[Input data Boundary: Start]
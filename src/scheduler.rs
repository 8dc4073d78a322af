//! Random-order block scheduling and chunk verification.
//!
//! A fast tick picks a random unfinished chunk and asks the swarm for the next
//! block of it. Arriving blocks are written through the [`ChunkStore`]; once a
//! chunk is fully received it is read back and checked against its SHA-1.

use std::collections::HashMap;
use std::sync::Arc;
use std::sync::atomic::{AtomicBool, Ordering};
use std::time::{Duration, Instant};

use async_trait::async_trait;
use parking_lot::Mutex;
use rand::Rng;
use sha1::{Digest, Sha1};
use tokio::sync::mpsc::UnboundedReceiver;
use tokio::task::JoinHandle;
use tokio::time::MissedTickBehavior;
use tracing::{debug, error, info, warn};

use crate::config::Config;
use crate::error::StorageError;
use crate::events::{DownloadEvent, EventBus};
use crate::peer::{BLOCK_SIZE, BlockRequest};
use crate::storage::ChunkStore;
use crate::swarm::{InboundBlock, LocalChunks, PeerId};
use crate::torrent::{Metadata, Sha1Hash};

pub mod progress;

pub use progress::ChunkProgress;

/// The scheduler's view of the swarm.
#[async_trait]
pub trait BlockRequester: Send + Sync {
    /// Send `request` to some peer able to serve it; `None` if there is none.
    async fn request_block(&self, request: BlockRequest) -> Option<PeerId>;

    /// Record that `peer` contributed to a chunk that failed verification.
    fn penalize(&self, peer: PeerId);

    async fn broadcast_have(&self, index: u32);
}

/// What became of one inbound block.
#[derive(Debug, Clone, Copy, PartialEq, Eq)]
pub enum Arrival {
    /// Unknown chunk, already verified, out of range or nothing new.
    Discarded,
    Stored,
    Verified,
    /// The chunk was complete but its hash did not match; progress reset.
    Corrupt,
    /// A transient storage error; the block will be requested again.
    Retry,
    /// The download has been abandoned.
    Failed,
}

pub struct DownloadScheduler {
    metadata: Arc<Metadata>,
    store: Arc<ChunkStore>,
    progress: Arc<ChunkProgress>,
    requester: Arc<dyn BlockRequester>,
    in_flight: Mutex<HashMap<(u32, u32), Instant>>,
    request_interval: Duration,
    request_retries: usize,
    request_timeout: Duration,
    chunk_failure_limit: u32,
    completed: AtomicBool,
    failed: AtomicBool,
    events: EventBus<DownloadEvent>,
    tasks: Mutex<Vec<JoinHandle<()>>>,
}

impl DownloadScheduler {
    pub fn new(
        metadata: Arc<Metadata>,
        store: Arc<ChunkStore>,
        progress: Arc<ChunkProgress>,
        requester: Arc<dyn BlockRequester>,
        config: &Config,
    ) -> Self {
        Self {
            metadata,
            store,
            progress,
            requester,
            in_flight: Mutex::new(HashMap::new()),
            request_interval: config.request_interval,
            request_retries: config.request_retries,
            request_timeout: config.request_timeout,
            chunk_failure_limit: config.chunk_failure_limit,
            completed: AtomicBool::new(false),
            failed: AtomicBool::new(false),
            events: EventBus::new(),
            tasks: Mutex::new(Vec::new()),
        }
    }

    pub fn subscribe(&self) -> UnboundedReceiver<DownloadEvent> {
        self.events.subscribe()
    }

    pub fn progress(&self) -> &ChunkProgress {
        &self.progress
    }

    /// Completed or failed; no more requests will be issued.
    pub fn is_finished(&self) -> bool {
        self.completed.load(Ordering::SeqCst) || self.failed.load(Ordering::SeqCst)
    }

    /// Spawn the request tick and the arrival loop.
    pub fn start(self: &Arc<Self>, mut blocks: UnboundedReceiver<InboundBlock>) {
        if self.progress.is_complete() {
            self.complete();
            return;
        }

        let ticker = {
            let scheduler = Arc::clone(self);
            tokio::spawn(async move {
                let mut interval = tokio::time::interval(scheduler.request_interval);
                interval.set_missed_tick_behavior(MissedTickBehavior::Delay);
                while !scheduler.is_finished() {
                    interval.tick().await;
                    scheduler.tick().await;
                }
            })
        };
        let arrivals = {
            let scheduler = Arc::clone(self);
            tokio::spawn(async move {
                while let Some(inbound) = blocks.recv().await {
                    scheduler.handle_block(inbound).await;
                    if scheduler.is_finished() {
                        break;
                    }
                }
            })
        };
        self.tasks.lock().extend([ticker, arrivals]);
    }

    pub fn stop(&self) {
        for task in self.tasks.lock().drain(..) {
            task.abort();
        }
    }

    /// Issue at most one block request, trying up to `request_retries`
    /// distinct random chunks. Returns the peer the request went to.
    pub async fn tick(&self) -> Option<PeerId> {
        if self.is_finished() {
            return None;
        }
        self.expire_requests();

        let mut candidates = self.progress.unverified();
        for _ in 0..self.request_retries {
            if candidates.is_empty() {
                break;
            }
            let pick = rand::thread_rng().gen_range(0..candidates.len());
            let index = candidates.swap_remove(pick);

            let Some(request) = self.next_request(index) else {
                continue;
            };
            if let Some(peer) = self.requester.request_block(request).await {
                self.in_flight
                    .lock()
                    .insert((request.index, request.offset), Instant::now());
                return Some(peer);
            }
        }
        None
    }

    /// The block after chunk `index`'s high-water mark, unless that block is
    /// already in flight or the chunk is fully received.
    fn next_request(&self, index: u32) -> Option<BlockRequest> {
        let len = self.progress.chunk_len(index)?;
        let offset = self.progress.high_water(index);
        if offset >= len || self.in_flight.lock().contains_key(&(index, offset)) {
            return None;
        }
        Some(BlockRequest {
            index,
            offset,
            length: BLOCK_SIZE.min(len - offset),
        })
    }

    fn expire_requests(&self) {
        let timeout = self.request_timeout;
        self.in_flight
            .lock()
            .retain(|_, sent| sent.elapsed() < timeout);
    }

    pub async fn handle_block(&self, inbound: InboundBlock) -> Arrival {
        let InboundBlock { peer, block } = inbound;
        let index = block.index;

        let Some(len) = self.progress.chunk_len(index) else {
            debug!("block for unknown chunk {} from peer {}", index, peer);
            return Arrival::Discarded;
        };
        if self.is_finished() || block.data.is_empty() || block.end() > len as u64 {
            return Arrival::Discarded;
        }

        let Some(_guard) = self.progress.lock(index).await else {
            return Arrival::Discarded;
        };
        if self.progress.is_verified(index) {
            return Arrival::Discarded;
        }
        let high_water = self.progress.high_water(index);
        let end = block.end() as u32;
        // A block past the mark would leave a hole; one below it adds nothing.
        if block.offset > high_water || end <= high_water {
            return Arrival::Discarded;
        }
        self.in_flight.lock().remove(&(index, block.offset));

        if let Err(e) = self.store.write_block(index, block.offset, &block.data).await {
            return self.storage_failure(index, e);
        }
        self.progress.advance(index, end, peer);
        self.events.publish(DownloadEvent::Progress(self.progress.percent()));

        if end < len {
            return Arrival::Stored;
        }
        self.verify(index, len).await
    }

    async fn verify(&self, index: u32, len: u32) -> Arrival {
        let data = match self.store.read_range(index, 0, len as usize).await {
            Ok(data) => data,
            Err(e) if e.is_retryable() => {
                warn!("could not read back chunk {}: {}", index, e);
                self.progress.reset(index);
                return Arrival::Retry;
            }
            Err(e) => return self.storage_failure(index, e),
        };

        let expected = self.metadata.chunk_hashes[index as usize];
        let actual: Sha1Hash = Sha1::digest(&data).into();
        if actual != expected {
            return self.reject(index);
        }

        self.progress.mark_verified(index);
        debug!(
            "chunk {} verified ({}/{})",
            index,
            self.progress.verified_count(),
            self.progress.chunk_count()
        );
        self.events.publish(DownloadEvent::ChunkVerified(index));
        self.requester.broadcast_have(index).await;

        if self.progress.is_complete() {
            self.complete();
        }
        Arrival::Verified
    }

    fn reject(&self, index: u32) -> Arrival {
        let contributors = self.progress.reset(index);
        let failures = self.progress.record_failure(index);
        warn!(
            "chunk {} failed verification ({} of {} allowed)",
            index, failures, self.chunk_failure_limit
        );
        for peer in contributors {
            self.requester.penalize(peer);
        }
        self.events.publish(DownloadEvent::Progress(self.progress.percent()));

        if failures >= self.chunk_failure_limit {
            self.fail(format!("chunk {index} failed verification {failures} times"));
            return Arrival::Failed;
        }
        Arrival::Corrupt
    }

    fn storage_failure(&self, index: u32, e: StorageError) -> Arrival {
        if e.is_retryable() {
            warn!("storage error on chunk {}, will retry: {}", index, e);
            return Arrival::Retry;
        }
        self.fail(e.to_string());
        Arrival::Failed
    }

    fn complete(&self) {
        if !self.completed.swap(true, Ordering::SeqCst) {
            info!("download complete");
            self.events.publish(DownloadEvent::Progress(self.progress.percent()));
            self.events.publish(DownloadEvent::Completed);
        }
    }

    fn fail(&self, reason: String) {
        if !self.failed.swap(true, Ordering::SeqCst) {
            error!("download failed: {}", reason);
            self.events.publish(DownloadEvent::Failed(reason));
        }
    }
}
[Input data Boundary: End]
Exercise:
Copy each line containing the word "swarm" from the data.

Solution to this task:
//! A fast tick picks a random unfinished chunk and asks the swarm for the next
use crate::swarm::{InboundBlock, LocalChunks, PeerId};
/// The scheduler's view of the swarm.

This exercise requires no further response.